I remember being six or seven years old and not fully understanding the depth or meaning of the words, but I knew there was something special about the hymn, I Surrender All Listen here. In its lyrics, there was a sense that we could get to a point of giving all that we have to Jesus and being filled with peace in our hearts, regardless of circumstances. I hadn’t heard this hymn in many years, but I was pleasantly reminded of it recently. Especially when we cannot fathom everything going on in our societies and world right now, it seems all the more appropriate to keep trying to give up our plans, thoughts, desires, and struggles to God, inviting the Holy Spirit to be with us daily.
Amidst the UK’s third lockdown and six weeks into homeschooling, my daily life has felt like quite a struggle at times. The beginning of February is marked by cold, damp weather, bare trees, and the coronavirus pandemic has brought a bleak time for all in a variety of ways. My children frequently lack the motivation to keep up with the school schedule at home, while missing some of their friends that are still in attendance as children of key workers. The Monday to Friday schedule often feels like I am pulling their teeth to complete school work promptly, while trying to ensure that they have a good play and can switch off from school mode in the afternoons. Even within myself, a tidal wave of emotions can overwhelm me as I juggle the roles of wife, mother, and now teacher.
There’s a strange struggle that goes on within me for I know that as a Christian, I should strive towards having an attitude of gratefulness and not just complaining. By just reading the news headlines, I am aware that many others have situations far worse than mine. Eventually, guilt kicks in because I’m beating myself up for feeling the way I do. But is it wrong to acknowledge my feelings? Although I am following Christ, my life is certainly not always filled with positivity and optimism.
I think the key element to remember is that God loves ALL people. He doesn’t just care about one and not the other. The Bible talks about God caring for us more than the birds of the air and knowing the number of hairs on our heads (Luke 12:7). That truth should help us to understand that whatever we are going through is important to our heavenly Father. We can stop the comparison with others, dwelling in feelings of guilt, and focus on God caring about the needs of every person, including ourselves. God accepts us fully through Jesus, our hearts and real emotions.
Another matter of importance is accepting that life is often out of our control. For example in a lockdown, it can be difficult to accept that certain freedoms like going to a restaurant or gathering with friends, have now been temporarily taken away from us. Despite the disruption and disappointment, we can find peace, comfort, and strength if we start to look at our situations in kingdom perspective. Any earthly hardships we face have already been overcome by Jesus (John 16:33).

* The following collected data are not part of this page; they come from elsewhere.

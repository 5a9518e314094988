//! # Asset Catalog
//!
//! Retrieval of the remote asset list with an on-disk cache.
//!
//! ## Overview
//!
//! The list endpoint is slow and changes rarely, so the raw response is
//! cached as pretty-printed JSON inside the library root. A cached list is
//! served without touching the network while it is younger than the
//! configured freshness window; callers can force a refresh to bypass it.
//! Cache write failures are logged and otherwise ignored, a sync must not
//! fail because the cache file could not be written.

use crate::error::{CatalogError, Result};
use crate::models::AssetRecord;
use bridge_traits::AssetFetcher;
use core_runtime::{AssetTypeFilter, CatalogEvent, EventBus, LibraryConfig};
use std::path::{Path, PathBuf};
use std::sync::Arc;
use std::time::SystemTime;
use tracing::{debug, info, warn};

/// File name of the on-disk list cache, stored in the library root.
pub const LIST_CACHE_FILE: &str = "asset_list_cache.json";

/// Asset list retrieval with caching.
pub struct AssetCatalog {
    config: Arc<LibraryConfig>,
    fetcher: Arc<dyn AssetFetcher>,
    event_bus: Arc<EventBus>,
}

impl AssetCatalog {
    pub fn new(
        config: Arc<LibraryConfig>,
        fetcher: Arc<dyn AssetFetcher>,
        event_bus: Arc<EventBus>,
    ) -> Self {
        Self {
            config,
            fetcher,
            event_bus,
        }
    }

    /// Path of the list cache file under the given library root.
    pub fn cache_path(root: &Path) -> PathBuf {
        root.join(LIST_CACHE_FILE)
    }

    /// Fetch the asset list, serving a fresh cache when possible.
    ///
    /// `force_refresh` bypasses the cache entirely. The cache is rewritten
    /// after every successful remote fetch.
    ///
    /// # Errors
    ///
    /// Returns `CatalogError::Fetch` when the remote list cannot be
    /// retrieved or parsed and no usable cache exists.
    pub async fn asset_list(
        &self,
        root: &Path,
        filter: AssetTypeFilter,
        force_refresh: bool,
    ) -> Result<Vec<AssetRecord>> {
        let cache_path = Self::cache_path(root);

        if !force_refresh && self.cache_is_fresh(&cache_path).await {
            match self.read_cache(&cache_path).await {
                Ok(records) => {
                    debug!(path = %cache_path.display(), entries = records.len(), "asset list cache hit");
                    self.event_bus.publish(CatalogEvent::ListCacheHit {
                        path: cache_path.display().to_string(),
                        entries: records.len(),
                    });
                    return Ok(records);
                }
                Err(e) => {
                    warn!(path = %cache_path.display(), error = %e, "unreadable asset list cache, refetching");
                }
            }
        }

        let url = self.config.list_url(filter);
        info!(%url, "fetching asset list");
        let body = self
            .fetcher
            .get_bytes(&url)
            .await
            .map_err(|e| CatalogError::Fetch(e.to_string()))?;

        let raw: serde_json::Value =
            serde_json::from_slice(&body).map_err(|e| CatalogError::Fetch(e.to_string()))?;
        let records = parse_list(&raw)?;

        if let Err(e) = self.write_cache(&cache_path, &raw).await {
            warn!(path = %cache_path.display(), error = %e, "failed to write asset list cache");
        }

        self.event_bus.publish(CatalogEvent::ListRefreshed {
            entries: records.len(),
        });
        Ok(records)
    }

    async fn cache_is_fresh(&self, path: &Path) -> bool {
        let Ok(meta) = tokio::fs::metadata(path).await else {
            return false;
        };
        let Ok(modified) = meta.modified() else {
            return false;
        };
        match SystemTime::now().duration_since(modified) {
            Ok(age) => age < self.config.list_cache_ttl,
            // Clock skew put the mtime in the future; treat as fresh.
            Err(_) => true,
        }
    }

    async fn read_cache(&self, path: &Path) -> Result<Vec<AssetRecord>> {
        let body = tokio::fs::read(path).await?;
        let raw: serde_json::Value = serde_json::from_slice(&body)?;
        parse_list(&raw)
    }

    async fn write_cache(&self, path: &Path, raw: &serde_json::Value) -> Result<()> {
        let body = serde_json::to_vec_pretty(raw)?;
        tokio::fs::write(path, body).await?;
        Ok(())
    }
}

/// Parse the list response object into records, keyed by slug.
///
/// Entries that are not objects or fail to parse are skipped with a log
/// line; one malformed asset must not take down the whole list.
fn parse_list(raw: &serde_json::Value) -> Result<Vec<AssetRecord>> {
    let map = raw.as_object().ok_or(CatalogError::MalformedList)?;
    let mut records = Vec::with_capacity(map.len());
    for (slug, value) in map {
        if !value.is_object() {
            debug!(%slug, "skipping non-object list entry");
            continue;
        }
        match serde_json::from_value::<AssetRecord>(value.clone()) {
            Ok(record) => records.push(record.with_slug(slug.as_str())),
            Err(e) => debug!(%slug, error = %e, "skipping malformed list entry"),
        }
    }
    Ok(records)
}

It is absolutely okay to admit that this season is really hard, because it is. Yet we can humbly choose to give up our circumstances, our feelings, our everything, and give in to letting God be in control of our lives. Surrendering all means we can exchange our hardships for God’s comfort, peace, hope, and eventually gladness.
I have told you these things, so that in me you may have peace. In this world you will have trouble. But take heart! I have overcome the world.John 16:33
One of our school values is wisdom, so for a recent lesson, my son and I coloured in a wall of bricks on paper. Then, I thought of a few familiar words of wisdom and helped write them down for Luke, who’s only four. It was actually a very therapeutic exercise for me to be reminded of these special little words and share them with my children, amidst us all feeling the pressure of what can seem like daily uphill battles.

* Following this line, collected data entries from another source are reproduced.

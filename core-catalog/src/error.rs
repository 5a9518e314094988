use thiserror::Error;

#[derive(Error, Debug)]
pub enum CatalogError {
    #[error("IO error: {0}")]
    Io(#[from] std::io::Error),

    #[error("JSON error: {0}")]
    Json(#[from] serde_json::Error),

    #[error("Failed to fetch asset list: {0}")]
    Fetch(String),

    #[error("Asset list response is not a JSON object")]
    MalformedList,

    #[error("No library root configured")]
    NoLibraryRoot,
}

pub type Result<T> = std::result::Result<T, CatalogError>;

On any given day, I don’t always feel particularly optimistic, nor do I have a strong closeness to God at all times in this season. With very little free time on my hands lately, I am whispering a lot of, ‘Help me!” prayers throughout my busy days with the kids, and sometimes, that might be all the time I have to chat with God. Yet, I am very aware that my Saviour has not abandoned me. I’ve known Him to walk with me through many challenges in my past. Giving up a bit more of myself and the desire to have my own way, I am able to start humbly trusting God to bring me and all of us through a season we didn’t ask for or want.
So in this season, I’m going to keep trying my best, thinking before I speak, being kind to all, working on improving myself, accepting where I am at, and choosing to laugh when I can. Once again, I choose to say to God, “I surrender all,” no matter what happens, because I know my heart is safe when He is given all the praise and honour.

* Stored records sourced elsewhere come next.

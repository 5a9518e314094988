//! # Viewport Prefetch
//!
//! Warms the thumbnail cache around the rows a browser currently shows.
//!
//! ## Overview
//!
//! Scrolling fires viewport updates far faster than thumbnails decode, so
//! updates are debounced: each one arms a short timer and supersedes any
//! earlier pending update. When the timer fires, the visible row range is
//! widened by a margin on both sides, clamped to the model, and every row
//! whose thumbnail is neither cached nor loading gets a load scheduled.

use crate::cache::ThumbnailCache;
use std::path::PathBuf;
use std::sync::atomic::{AtomicU64, Ordering};
use std::sync::{Arc, Mutex};
use std::time::Duration;
use tracing::debug;

/// Rows ahead of and behind the viewport to warm.
const DEFAULT_MARGIN: usize = 15;

/// How long the viewport must hold still before prefetching starts.
const DEFAULT_DEBOUNCE: Duration = Duration::from_millis(50);

/// Row-to-thumbnail mapping provided by the host's list model.
pub trait ThumbnailIndex: Send + Sync {
    /// Number of rows in the model.
    fn len(&self) -> usize;

    /// Thumbnail file path for a row, if the row has one.
    fn thumbnail_path(&self, row: usize) -> Option<PathBuf>;
}

/// Debounced cache warmer driven by viewport updates.
pub struct ViewportPrefetcher {
    cache: ThumbnailCache,
    index: Arc<dyn ThumbnailIndex>,
    margin: usize,
    debounce: Duration,
    state: Arc<DebounceState>,
}

struct DebounceState {
    generation: AtomicU64,
    window: Mutex<Option<(usize, usize)>>,
}

impl ViewportPrefetcher {
    pub fn new(cache: ThumbnailCache, index: Arc<dyn ThumbnailIndex>) -> Self {
        Self::with_tuning(cache, index, DEFAULT_MARGIN, DEFAULT_DEBOUNCE)
    }

    pub fn with_tuning(
        cache: ThumbnailCache,
        index: Arc<dyn ThumbnailIndex>,
        margin: usize,
        debounce: Duration,
    ) -> Self {
        Self {
            cache,
            index,
            margin,
            debounce,
            state: Arc::new(DebounceState {
                generation: AtomicU64::new(0),
                window: Mutex::new(None),
            }),
        }
    }

    /// Report the currently visible row range. Prefetching starts once no
    /// further update arrives within the debounce interval; a newer update
    /// supersedes this one entirely.
    pub fn viewport_changed(&self, first_visible: usize, last_visible: usize) {
        let generation = self.state.generation.fetch_add(1, Ordering::SeqCst) + 1;
        *self.lock_window() = Some((first_visible, last_visible));

        let state = self.state.clone();
        let cache = self.cache.clone();
        let index = self.index.clone();
        let margin = self.margin;
        let debounce = self.debounce;
        std::thread::spawn(move || {
            std::thread::sleep(debounce);
            if state.generation.load(Ordering::SeqCst) != generation {
                return;
            }
            let window = state
                .window
                .lock()
                .unwrap_or_else(|e| e.into_inner())
                .take();
            if let Some((first, last)) = window {
                prefetch_range(&cache, index.as_ref(), first, last, margin);
            }
        });
    }

    /// Prefetch around a row range immediately, skipping the debounce.
    /// Returns how many loads were scheduled.
    pub fn prefetch_now(&self, first_visible: usize, last_visible: usize) -> usize {
        prefetch_range(
            &self.cache,
            self.index.as_ref(),
            first_visible,
            last_visible,
            self.margin,
        )
    }

    fn lock_window(&self) -> std::sync::MutexGuard<'_, Option<(usize, usize)>> {
        self.state.window.lock().unwrap_or_else(|e| e.into_inner())
    }
}

fn prefetch_range(
    cache: &ThumbnailCache,
    index: &dyn ThumbnailIndex,
    first: usize,
    last: usize,
    margin: usize,
) -> usize {
    let Some((start, end)) = prefetch_window(first, last, margin, index.len()) else {
        return 0;
    };
    debug!(start, end, "prefetching thumbnail rows");

    let mut scheduled = 0;
    for row in start..=end {
        let Some(path) = index.thumbnail_path(row) else {
            continue;
        };
        if cache.request(&path) {
            scheduled += 1;
        }
    }
    scheduled
}

/// Widen a visible row range by the margin and clamp it to the model.
fn prefetch_window(
    first: usize,
    last: usize,
    margin: usize,
    len: usize,
) -> Option<(usize, usize)> {
    if len == 0 || first > last {
        return None;
    }
    let start = first.saturating_sub(margin).min(len - 1);
    let end = last.saturating_add(margin).min(len - 1);
    Some((start, end))
}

Thank you for being so good to us, merciful, and abounding in love.
Forgive us when we’ve lost our temper this past week and made mistakes.
Please be near to us and faithfully assure us of your closeness, as we choose beyond our situations to surrender our all to you.
Renew our weary hearts and may you walk right with us through each day this week.
Refresh us to have your kingdom perspective, that any difficulties faced will not be like this forever.
Help us to be real with how we are feeling and would your Holy Spirit help us to trust you more and more each day.